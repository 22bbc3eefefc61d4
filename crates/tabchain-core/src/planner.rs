//! Chain planner
//!
//! Picks the next step from the legal set. A single legal step is returned
//! without calling the Generator. Otherwise the first arrow-delimited
//! segment of the response that names a legal step wins, and anything
//! unparseable falls back to `<END>`.

use crate::config::{ChainConfig, PlanStrategy};
use crate::confidence::ConfidenceTally;
use crate::error::GeneratorError;
use crate::generator::Generator;
use crate::prompts::{plan_prompt, PLAN_STOP};
use crate::state_machine::{current_state, legal_next, ChainState, NextStep, Operation};
use crate::table::TableSnapshot;
use once_cell::sync::Lazy;
use regex::Regex;
use serde::{Deserialize, Serialize};
use tracing::debug;

static OPERATION_CALL: Lazy<Regex> =
    Lazy::new(|| Regex::new(r"f_(.*?)\(.*\)").expect("static pattern"));

const END_TOKEN: &str = "<END>";

/// One planning step as recorded in the task log
#[derive(Debug, Clone, PartialEq, Eq, Serialize, Deserialize)]
pub struct PlanLog {
    /// Full trace (kept and skipped) at planning time
    pub act_chain: Vec<String>,
    /// Last kept operation
    pub last_operation: ChainState,
    /// Legal next steps offered
    pub legal_next: Vec<NextStep>,
    /// Prompt sent; `None` when the decision needed no Generator call
    pub prompt: Option<String>,
    /// First completion text
    pub response: Option<String>,
    /// Steps parsed from the first completion
    pub parsed: Vec<NextStep>,
    /// Decision
    pub next: NextStep,
}

/// Planner output
#[derive(Debug, Clone, PartialEq, Eq)]
pub struct PlanDecision {
    /// Step to take
    pub next: NextStep,
    /// Log entry
    pub log: PlanLog,
}

/// Parse every `f_<op>(...)` or `<END>` segment of an arrow-joined chain
///
/// Unknown operation names are dropped.
#[must_use]
pub fn parse_plan(response: &str) -> Vec<NextStep> {
    response
        .split("->")
        .map(str::trim)
        .filter_map(|part| {
            if part == END_TOKEN {
                return Some(NextStep::End);
            }
            let name = OPERATION_CALL.captures(part)?.get(1)?.as_str();
            Operation::from_name(name).map(NextStep::Apply)
        })
        .collect()
}

fn first_legal(parsed: &[NextStep], legal: &[NextStep]) -> Option<NextStep> {
    parsed.iter().copied().find(|step| legal.contains(step))
}

/// Decide the next step for `snapshot`
///
/// # Errors
/// Propagates Generator failures; parse failures resolve to `<END>`.
pub async fn plan(
    generator: &dyn Generator,
    snapshot: &TableSnapshot,
    statement: &str,
    config: &ChainConfig,
) -> Result<PlanDecision, GeneratorError> {
    let trace = snapshot.trace();
    let act_chain: Vec<String> = trace.iter().map(ToString::to_string).collect();
    let last_operation = current_state(trace);
    let legal = legal_next(trace);

    let mut log = PlanLog {
        act_chain,
        last_operation,
        legal_next: legal.clone(),
        prompt: None,
        response: None,
        parsed: Vec::new(),
        next: NextStep::End,
    };

    if legal.len() <= 1 {
        let next = legal.first().copied().unwrap_or(NextStep::End);
        debug!("planner forced {} after {}", next, last_operation);
        log.next = next;
        return Ok(PlanDecision { next, log });
    }

    let prompt = plan_prompt(snapshot, statement, &snapshot.kept_chain(), &legal);
    let options = config.planner.clone().with_stop(PLAN_STOP);
    let completions = generator.complete(&prompt, &options).await?;

    let first = completions.first().map(|c| c.text.clone());
    let parsed = first.as_deref().map(parse_plan).unwrap_or_default();

    let next = match config.plan_strategy {
        PlanStrategy::Top => first_legal(&parsed, &legal).unwrap_or(NextStep::End),
        PlanStrategy::Voting => {
            let mut tally = ConfidenceTally::new();
            for completion in &completions {
                if let Some(step) = first_legal(&parse_plan(&completion.text), &legal) {
                    tally.add(step, completion.log_score);
                }
            }
            tally
                .into_ranked()
                .first()
                .map_or(NextStep::End, |ranked| ranked.value)
        }
    };
    debug!("planner chose {} from {} legal steps", next, legal.len());

    log.prompt = Some(prompt);
    log.response = first;
    log.parsed = parsed;
    log.next = next;
    Ok(PlanDecision { next, log })
}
# # # # # # #
So that no detail is lost, give every line of the data again exactly.

repository 22bbc3eefefc61d4
filename crates/tabchain-core/src/planner.rs
//! Chain planner
//!
//! Picks the next step from the legal set. A single legal step is returned
//! without calling the Generator. Otherwise the first arrow-delimited
//! segment of the response that names a legal step wins, and anything
//! unparseable falls back to `<END>`.

use crate::config::{ChainConfig, PlanStrategy};
use crate::confidence::ConfidenceTally;
use crate::error::GeneratorError;
use crate::generator::Generator;
use crate::prompts::{plan_prompt, PLAN_STOP};
use crate::state_machine::{current_state, legal_next, ChainState, NextStep, Operation};
use crate::table::TableSnapshot;
use once_cell::sync::Lazy;
use regex::Regex;
use serde::{Deserialize, Serialize};
use tracing::debug;

static OPERATION_CALL: Lazy<Regex> =
    Lazy::new(|| Regex::new(r"f_(.*?)\(.*\)").expect("static pattern"));

const END_TOKEN: &str = "<END>";

/// One planning step as recorded in the task log
#[derive(Debug, Clone, PartialEq, Eq, Serialize, Deserialize)]
pub struct PlanLog {
    /// Full trace (kept and skipped) at planning time
    pub act_chain: Vec<String>,
    /// Last kept operation
    pub last_operation: ChainState,
    /// Legal next steps offered
    pub legal_next: Vec<NextStep>,
    /// Prompt sent; `None` when the decision needed no Generator call
    pub prompt: Option<String>,
    /// First completion text
    pub response: Option<String>,
    /// Steps parsed from the first completion
    pub parsed: Vec<NextStep>,
    /// Decision
    pub next: NextStep,
}

/// Planner output
#[derive(Debug, Clone, PartialEq, Eq)]
pub struct PlanDecision {
    /// Step to take
    pub next: NextStep,
    /// Log entry
    pub log: PlanLog,
}

/// Parse every `f_<op>(...)` or `<END>` segment of an arrow-joined chain
///
/// Unknown operation names are dropped.
#[must_use]
pub fn parse_plan(response: &str) -> Vec<NextStep> {
    response
        .split("->")
        .map(str::trim)
        .filter_map(|part| {
            if part == END_TOKEN {
                return Some(NextStep::End);
            }
            let name = OPERATION_CALL.captures(part)?.get(1)?.as_str();
            Operation::from_name(name).map(NextStep::Apply)
        })
        .collect()
}

fn first_legal(parsed: &[NextStep], legal: &[NextStep]) -> Option<NextStep> {
    parsed.iter().copied().find(|step| legal.contains(step))
}

/// Decide the next step for `snapshot`
///
/// # Errors
/// Propagates Generator failures; parse failures resolve to `<END>`.
pub async fn plan(
    generator: &dyn Generator,
    snapshot: &TableSnapshot,
    statement: &str,
    config: &ChainConfig,
) -> Result<PlanDecision, GeneratorError> {
    let trace = snapshot.trace();
    let act_chain: Vec<String> = trace.iter().map(ToString::to_string).collect();
    let last_operation = current_state(trace);
    let legal = legal_next(trace);

    let mut log = PlanLog {
        act_chain,
        last_operation,
        legal_next: legal.clone(),
        prompt: None,
        response: None,
        parsed: Vec::new(),
        next: NextStep::End,
    };

    if legal.len() <= 1 {
        let next = legal.first().copied().unwrap_or(NextStep::End);
        debug!("planner forced {} after {}", next, last_operation);
        log.next = next;
        return Ok(PlanDecision { next, log });
    }

    let prompt = plan_prompt(snapshot, statement, &snapshot.kept_chain(), &legal);
    let options = config.planner.clone().with_stop(PLAN_STOP);
    let completions = generator.complete(&prompt, &options).await?;

    let first = completions.first().map(|c| c.text.clone());
    let parsed = first.as_deref().map(parse_plan).unwrap_or_default();

    let next = match config.plan_strategy {
        PlanStrategy::Top => first_legal(&parsed, &legal).unwrap_or(NextStep::End),
        PlanStrategy::Voting => {
            let mut tally = ConfidenceTally::new();
            for completion in &completions {
                if let Some(step) = first_legal(&parse_plan(&completion.text), &legal) {
                    tally.add(step, completion.log_score);
                }
            }
            tally
                .into_ranked()
                .first()
                .map_or(NextStep::End, |ranked| ranked.value)
        }
    };
    debug!("planner chose {} from {} legal steps", next, legal.len());

    log.prompt = Some(prompt);
    log.response = first;
    log.parsed = parsed;
    log.next = next;
    Ok(PlanDecision { next, log })
}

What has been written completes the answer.